В дальнейшем будут вкратце проанализированы пять литературных примеров жанра восхваления вождя, представляющих различные позиции политического влияния, с одной стороны, и эстетической эмансипации, с другой стороны. Феномен «Джамбул Джабаев» может рассматриваться в этом ряду как вершина развития, в котором свобода поэта от политического влияния, завоеванная в долгом и трудном процессе, вновь полностью утрачивается. В общих чертах эту линию развития в новой политической литературе в России можно описать как эмансипацию, начиная от придворной поэзии с ее ярко выраженными риторическими особенностями (например, Симеон Полоцкий, Феофан Прокопович), через вполне самоосознанное восхваление идеального государства через едва индивидуализированного автора (Ломоносов в своих торжественных одах) и личное восхваление автором, меряющим политическую предводительницу эстетическими масштабами (Державин в цикле «Фелица»), вплоть до полной свободы поэта, решающего самостоятельно, когда ему быть политически активным при помощи своих поэтических средств (ср. у Пушкина разницу между «Клеветникам России» и «(Из Пиндемонти)»). Но в 20-х годах прошлого столетия, после революции, это развитие принимает противоположное направление благодаря творчеству именно именитых поэтов, подчиняющихся, со своей стороны, более или менее добровольно политическому вождю (например, Маяковский, Есенин). В конце концов вся литература подчиняется гениальности того, «кого мы зовем, как отца и водителя, – Сталин!» (Джамбул: Песня о Ленине [!]).

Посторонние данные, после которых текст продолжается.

//! # Money Module
//!
//! Decimal money handling for catalog prices and derived tax amounts.
//!
//! ## Why Decimal?
//! ```text
//! ┌─────────────────────────────────────────────────────────────────────────┐
//! │  THE FLOATING POINT PROBLEM                                             │
//! │                                                                         │
//! │  In binary floating point:                                              │
//! │    100 / 1.18 = 84.74576271186442  (and the last digit is a guess)     │
//! │                                                                         │
//! │  OUR SOLUTION: base-10 Decimal (rust_decimal, 28 significant digits)   │
//! │    Stored prices:  3 fractional digits   → 100.000                     │
//! │    Derived money:  2 fractional digits   → 15.25                       │
//! │                                                                         │
//! └─────────────────────────────────────────────────────────────────────────┘
//! ```
//!
//! ## Rounding
//! Every derived amount goes through [`round_money`], which uses
//! round-half-to-even (bankers rounding): `0.125 → 0.12`, `0.135 → 0.14`.
//!
//! ## Usage
//! ```rust
//! use cafe_core::money::{round_money, Price};
//! use rust_decimal::Decimal;
//! use std::str::FromStr;
//!
//! let price = Price::new(Decimal::from_str("99.5").unwrap()).unwrap();
//! assert_eq!(price.to_string(), "99.500");
//!
//! let tax = round_money(Decimal::from_str("0.125").unwrap());
//! assert_eq!(tax.to_string(), "0.12");
//! ```

use rust_decimal::{Decimal, RoundingStrategy};
use serde::{Deserialize, Serialize};
use std::fmt;

use crate::error::ValidationError;
use crate::validation::ValidationResult;

/// Fractional digits stored for a product price.
pub const PRICE_SCALE: u32 = 3;

/// Total digits allowed in a product price (integer + fractional).
pub const PRICE_MAX_DIGITS: u32 = 10;

/// Fractional digits of every derived monetary value.
pub const MONEY_SCALE: u32 = 2;

/// Rounds a derived monetary value to [`MONEY_SCALE`] places, half-to-even.
///
/// The result always carries exactly two fractional digits, so `0` renders
/// as `0.00` and `18` as `18.00`.
pub fn round_money(value: Decimal) -> Decimal {
    let mut rounded = value.round_dp_with_strategy(MONEY_SCALE, RoundingStrategy::MidpointNearestEven);
    rounded.rescale(MONEY_SCALE);
    rounded
}

// =============================================================================
// Price
// =============================================================================

/// A validated catalog price: non-negative, at most 10 digits, 3 of them
/// fractional.
///
/// ## Where Price is Used
/// ```text
/// Product.price ──┬──► Tax Computation (inclusive / exclusive)
///                 │
///                 └──► ProductView.price ("100.000" in JSON)
/// ```
#[derive(Debug, Clone, Copy, PartialEq, Eq, PartialOrd, Ord, Hash, Serialize, Deserialize)]
#[serde(try_from = "Decimal", into = "Decimal")]
pub struct Price(Decimal);

impl Price {
    /// Validates `value` and stores it with exactly three fractional digits.
    ///
    /// ## Example
    /// ```rust
    /// use cafe_core::money::Price;
    /// use rust_decimal::Decimal;
    ///
    /// let price = Price::new(Decimal::new(100, 0)).unwrap();
    /// assert_eq!(price.to_string(), "100.000");
    ///
    /// assert!(Price::new(Decimal::new(-1, 0)).is_err());
    /// assert!(Price::new(Decimal::new(12345, 4)).is_err()); // 1.2345
    /// ```
    pub fn new(value: Decimal) -> ValidationResult<Self> {
        if value.is_sign_negative() && !value.is_zero() {
            return Err(ValidationError::MustBeNonNegative {
                field: "price".to_string(),
            });
        }

        // 100.0000 is fine, 100.0001 is not
        if value.normalize().scale() > PRICE_SCALE {
            return Err(ValidationError::TooPrecise {
                field: "price".to_string(),
                max_scale: PRICE_SCALE,
            });
        }

        let limit = Decimal::from(10_i64.pow(PRICE_MAX_DIGITS - PRICE_SCALE));
        if value >= limit {
            return Err(ValidationError::OutOfRange {
                field: "price".to_string(),
                min: "0".to_string(),
                max: (limit - Decimal::new(1, PRICE_SCALE)).to_string(),
            });
        }

        let mut stored = value.abs();
        stored.rescale(PRICE_SCALE);
        Ok(Price(stored))
    }

    /// A zero price (free items).
    pub fn zero() -> Self {
        let mut zero = Decimal::ZERO;
        zero.rescale(PRICE_SCALE);
        Price(zero)
    }

    /// Returns the underlying decimal amount.
    #[inline]
    pub fn amount(&self) -> Decimal {
        self.0
    }
}

impl TryFrom<Decimal> for Price {
    type Error = ValidationError;

    fn try_from(value: Decimal) -> Result<Self, Self::Error> {
        Price::new(value)
    }
}

impl From<Price> for Decimal {
    fn from(price: Price) -> Self {
        price.0
    }
}

impl fmt::Display for Price {
    fn fmt(&self, f: &mut fmt::Formatter<'_>) -> fmt::Result {
        write!(f, "{}", self.0)
    }
}

impl Default for Price {
    fn default() -> Self {
        Price::zero()
    }
}

// =============================================================================
// Unit Tests
// =============================================================================

#[cfg(test)]
mod tests {
    use super::*;
    use rust_decimal_macros::dec;

    #[test]
    fn test_price_keeps_three_places() {
        assert_eq!(Price::new(dec!(100)).unwrap().to_string(), "100.000");
        assert_eq!(Price::new(dec!(9.5)).unwrap().to_string(), "9.500");
        assert_eq!(Price::new(dec!(1.2340)).unwrap().to_string(), "1.234");
        assert_eq!(Price::zero().to_string(), "0.000");
    }

    #[test]
    fn test_price_rejects_invalid_values() {
        assert!(matches!(
            Price::new(dec!(-0.001)),
            Err(ValidationError::MustBeNonNegative { .. })
        ));
        assert!(matches!(
            Price::new(dec!(1.0005)),
            Err(ValidationError::TooPrecise { .. })
        ));
        assert!(matches!(
            Price::new(dec!(10000000)),
            Err(ValidationError::OutOfRange { .. })
        ));
        assert!(Price::new(dec!(9999999.999)).is_ok());
    }

    #[test]
    fn test_round_money_half_to_even() {
        assert_eq!(round_money(dec!(0.125)), dec!(0.12));
        assert_eq!(round_money(dec!(0.135)), dec!(0.14));
        assert_eq!(round_money(dec!(15.254237)), dec!(15.25));
        assert_eq!(round_money(dec!(-2.675)), dec!(-2.68));
    }

    #[test]
    fn test_round_money_always_two_places() {
        assert_eq!(round_money(Decimal::ZERO).to_string(), "0.00");
        assert_eq!(round_money(dec!(18.000)).to_string(), "18.00");
    }

    #[test]
    fn test_price_serde_validates() {
        let price: Price = serde_json::from_str("\"12.5\"").unwrap();
        assert_eq!(price.amount(), dec!(12.500));
        assert_eq!(serde_json::to_string(&price).unwrap(), "\"12.500\"");

        assert!(serde_json::from_str::<Price>("\"-3\"").is_err());
    }
}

По мнению Ренаты Лахманн, в России до Петра I не было места публичной речи. Это место стремился занять в начале XVIII века Феофан Прокопович, «главный пропагандист» Петра[466]. Риторические и поэтические грамматики Прокоповича имели, по ее мнению, цель достичь гармоничного вплетения в новое абсолютистское построение государства и общества. Выдающуюся роль в этой концепции играли пространные проповеди, которые Прокопович превращал в соответствующие стилю laudationes. Путем закрепления похвалы на одной властвующей персоне, царе Петре, и путем создания все более новых изящных сравнений и образов Прокопович заложил решающие основы для поэтического искусства последующих времен. Сочиненный Прокоповичем непосредственно после битвы под Полтавой (1709) «Панегирикос, или Слова похвальное о преславной над войсками свейскими победе…» представляет новый стиль преклонения, в котором ясное и живое описание непосредственно призвано вызывать эмоции. Проповедь, произнесенная в киевском Софийском соборе, до такой степени понравилась присутствующему при ней царю, что он приказал ее напечатать. Прокопович дополнил брошюру эпиниконом, довольно длинной хвалебной песней в стихотворной форме, посвященной возвращающемуся с битвы победоносцу и опирающейся в своем содержании на проповедь[467]. Длящееся почти десять лет противостояние со шведами дает Прокоповичу повод провести сравнение с Троянской войной. Здесь четко ощущается тенденция придавать описанию исторических событий героическую ноту. Пространное описание Второй пунической войны показывает Прокоповича в первую очередь как умелого и риторически одаренного пропагандиста, умеющего вплести эмоции слушателя в концепцию своей речи. Многочисленные мифические и исторические сравнения он заканчивает эмфатически-эллиптическими восклицаниями, которые в качестве доступных для понимания параллелизмов со структурой противоположности призваны вызывать пафосные чувства у коллектива-победителя по отношению к побежденным врагам:
Се испольни во благих желание твое господь, о благополучная о царе твоем Россия! Побежден внешный, побежден внутреный твой супостат. О вести неслыханной! О вести радостной и страшной! Радостной благополучием, страшной удивлением! Радостной царству, страшной супостатом! Радостной другом, страшной врагом твоим! О неописанной и мало когда слышанной победы!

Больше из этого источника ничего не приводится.